Mais les rebonds épidémiques ont également entravé la tenue de cérémonies commémoratives. "Mon papa, (...) il n'a pas eu de Toussaint car il y avait le confinement, donc cela va être sa première Toussaint cette année", explique Léocadie Mendez, éprouvée par le sentiment de s'être fait voler la mort de son père. "On ne s'accoutume pas à ne rien faire pour nos morts", souligne Catherine Le Grand-Sébille, qui souligne l'importance pour les personnes n'ayant pas pu réaliser les rituels classiques de procéder à des "rituels différés". "La Toussaint 2021 va être l'occasion de faire dire des messes, de se réunir", poursuit-elle.

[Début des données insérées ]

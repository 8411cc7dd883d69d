//! Framing driver: one request/response round over a session's transport.
//!
//! Wraps an encoded token payload into a ComPacket, issues IF-SEND, then
//! polls IF-RECV until the TPer hands back a Data payload. The polling loop
//! is a deadline-bounded retry with exponential backoff (25 ms doubling up
//! to 1 s), re-issued whenever the TPer signals outstanding data or a
//! minimum transfer with an empty payload.
//!
//! Fault points `BeforeIfSend` / `AfterIfSend` / `BeforeIfRecv` /
//! `AfterIfRecv` interpose here, immediately around the transport calls.

use std::{sync::Arc, thread, time::{Duration, Instant}};

use bytes::Bytes;
use sedframe_proto::{ProtocolError, compacket};

use crate::{
    debug::{FaultPoint, counter},
    error::{Result, SedError},
    method::RawResult,
    session::Session,
    transport::{PROTOCOL_TCG, TRUSTED_BLOCK_SIZE},
};

/// Initial poll backoff when the TPer reports outstanding data.
const POLL_BACKOFF_INITIAL: Duration = Duration::from_millis(25);

/// Poll backoff ceiling.
const POLL_BACKOFF_MAX: Duration = Duration::from_secs(1);

/// Pad a trusted-command buffer to the device block granularity.
fn pad_to_block(buf: &mut Vec<u8>) {
    let len = buf.len().div_ceil(TRUSTED_BLOCK_SIZE) * TRUSTED_BLOCK_SIZE;
    buf.resize(len.max(TRUSTED_BLOCK_SIZE), 0);
}

/// Send `payload` framed for `session` and poll for the response payload.
///
/// A transport failure closes the session. A framing error in the response
/// fails the call but leaves the session open, except when the response
/// carries session numbers that do not match the session's, which indicates
/// a desync and is fatal.
pub(crate) fn round_trip(session: &mut Session, payload: &[u8]) -> Result<(Vec<u8>, RawResult)> {
    let transport = Arc::clone(session.transport());
    let ctx = Arc::clone(session.context());
    let com_id = session.com_id();

    let mut buf = compacket::wrap(&session.frame_params(), payload);
    pad_to_block(&mut buf);

    ctx.observe(FaultPoint::BeforeIfSend, &mut buf)?;
    let sent = Bytes::from(buf.clone());
    if let Err(e) = transport.if_send(PROTOCOL_TCG, com_id, &buf) {
        session.mark_fatal();
        return Err(e);
    }
    ctx.bump(counter::TRANSPORT_SEND);
    ctx.observe(FaultPoint::AfterIfSend, &mut buf)?;

    let started = Instant::now();
    let deadline = started + session.effective_timeout();
    let mut backoff = POLL_BACKOFF_INITIAL;

    loop {
        let mut scratch = Vec::new();
        ctx.observe(FaultPoint::BeforeIfRecv, &mut scratch)?;

        let mut resp = match transport.if_recv(PROTOCOL_TCG, com_id, session.max_compacket_size())
        {
            Ok(r) => r,
            Err(e) => {
                session.mark_fatal();
                return Err(e);
            },
        };
        ctx.bump(counter::TRANSPORT_RECV);
        ctx.observe(FaultPoint::AfterIfRecv, &mut resp)?;

        let unwrapped = compacket::unwrap(&resp)?;
        if unwrapped.needs_repoll() {
            tracing::trace!(
                outstanding = unwrapped.outstanding_data,
                min_transfer = unwrapped.min_transfer,
                backoff_ms = backoff.as_millis() as u64,
                "TPer has no data yet, re-polling"
            );
            if Instant::now() + backoff > deadline {
                return Err(SedError::Timeout {
                    elapsed_ms: started.elapsed().as_millis() as u64,
                });
            }
            thread::sleep(backoff);
            backoff = (backoff * 2).min(POLL_BACKOFF_MAX);
            continue;
        }

        if session.is_open()
            && (unwrapped.tsn != session.tsn() || unwrapped.hsn != session.hsn())
        {
            session.mark_fatal();
            return Err(SedError::Protocol(ProtocolError::ComPacketMalformed {
                reason: "response carries another session's numbers",
            }));
        }

        tracing::trace!(
            sent = sent.len(),
            received = resp.len(),
            payload = unwrapped.payload.len(),
            "exchange complete"
        );
        let raw = RawResult {
            sent,
            received: Bytes::from(resp),
            status: None,
            error: None,
        };
        return Ok((unwrapped.payload, raw));
    }
}

/// Send `payload` framed for `session` without awaiting a response body.
/// Used for the EndOfSession token, which the TPer does not answer with a
/// method response.
pub(crate) fn send_only(session: &mut Session, payload: &[u8]) -> Result<()> {
    let transport = Arc::clone(session.transport());
    let ctx = Arc::clone(session.context());
    let com_id = session.com_id();

    let mut buf = compacket::wrap(&session.frame_params(), payload);
    pad_to_block(&mut buf);

    ctx.observe(FaultPoint::BeforeIfSend, &mut buf)?;
    if let Err(e) = transport.if_send(PROTOCOL_TCG, com_id, &buf) {
        session.mark_fatal();
        return Err(e);
    }
    ctx.bump(counter::TRANSPORT_SEND);
    ctx.observe(FaultPoint::AfterIfSend, &mut buf)?;
    Ok(())
}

Mais pas pour tout le monde. Leila S. qui a perdu son père de 72 ans, ne s'y risquera pas. "Même si je suis vaccinée, je suis dans une attention permanente". Et ils sont nombreux, estime Marie-Frédérique Bacqué, professeure de psychopathologie clinique à l'université de Strasbourg, en charge de l'étude en cours 'Covideuil'. Parmi les personnes interrogées, "beaucoup ont répondu qu'ils le souhaitaient, mais dans les faits ils ne l'ont pas fait". "J'ai l'impression que les personnes sont dans une espèce de no mans land", analyse-t-elle: "elles devraient pouvoir se réunir de nouveau, mais c'est si difficile à faire". De sorte qu'il faudrait réussir à les "stimuler" pour y parvenir.

Un besoin de reconnaissance

Interrogés, des proches de défunt expliquent se sentir abandonnés et avoir besoin de "reconnaissance". Plusieurs pays comme l'Allemagne, l'Espagne, les Etats-Unis ou la Chine ont organisé des hommages nationaux aux victimes de la pandémie sous forme de minute de silence, cérémonies ou journée de deuil. "La société a envie de passer à autre chose, mais on ne pourra pas se priver de regarder notre histoire", pointe Lionel Petitpas, qui milite pour la tenue d'un tel événement en France, où plus de 117.000 personnes sont mortes du Covid.

"Une commémoration nationale, cela ne fait pas le deuil, mais cela nous permettrait de franchir une étape", assure-t-il, la sidération des premiers instants ayant cédé la place à une "immense colère". Le retraité a écrit près de "400 lettres" aux élus et a été reçu par le cabinet du Premier ministre, mais ses dernières relances restent lettre morte.

Toutefois, l'exécutif envisage de rendre un hommage national aux victimes de l'épidémie, évoquant l'horizon de mars 2020 d'après France Inter vendredi.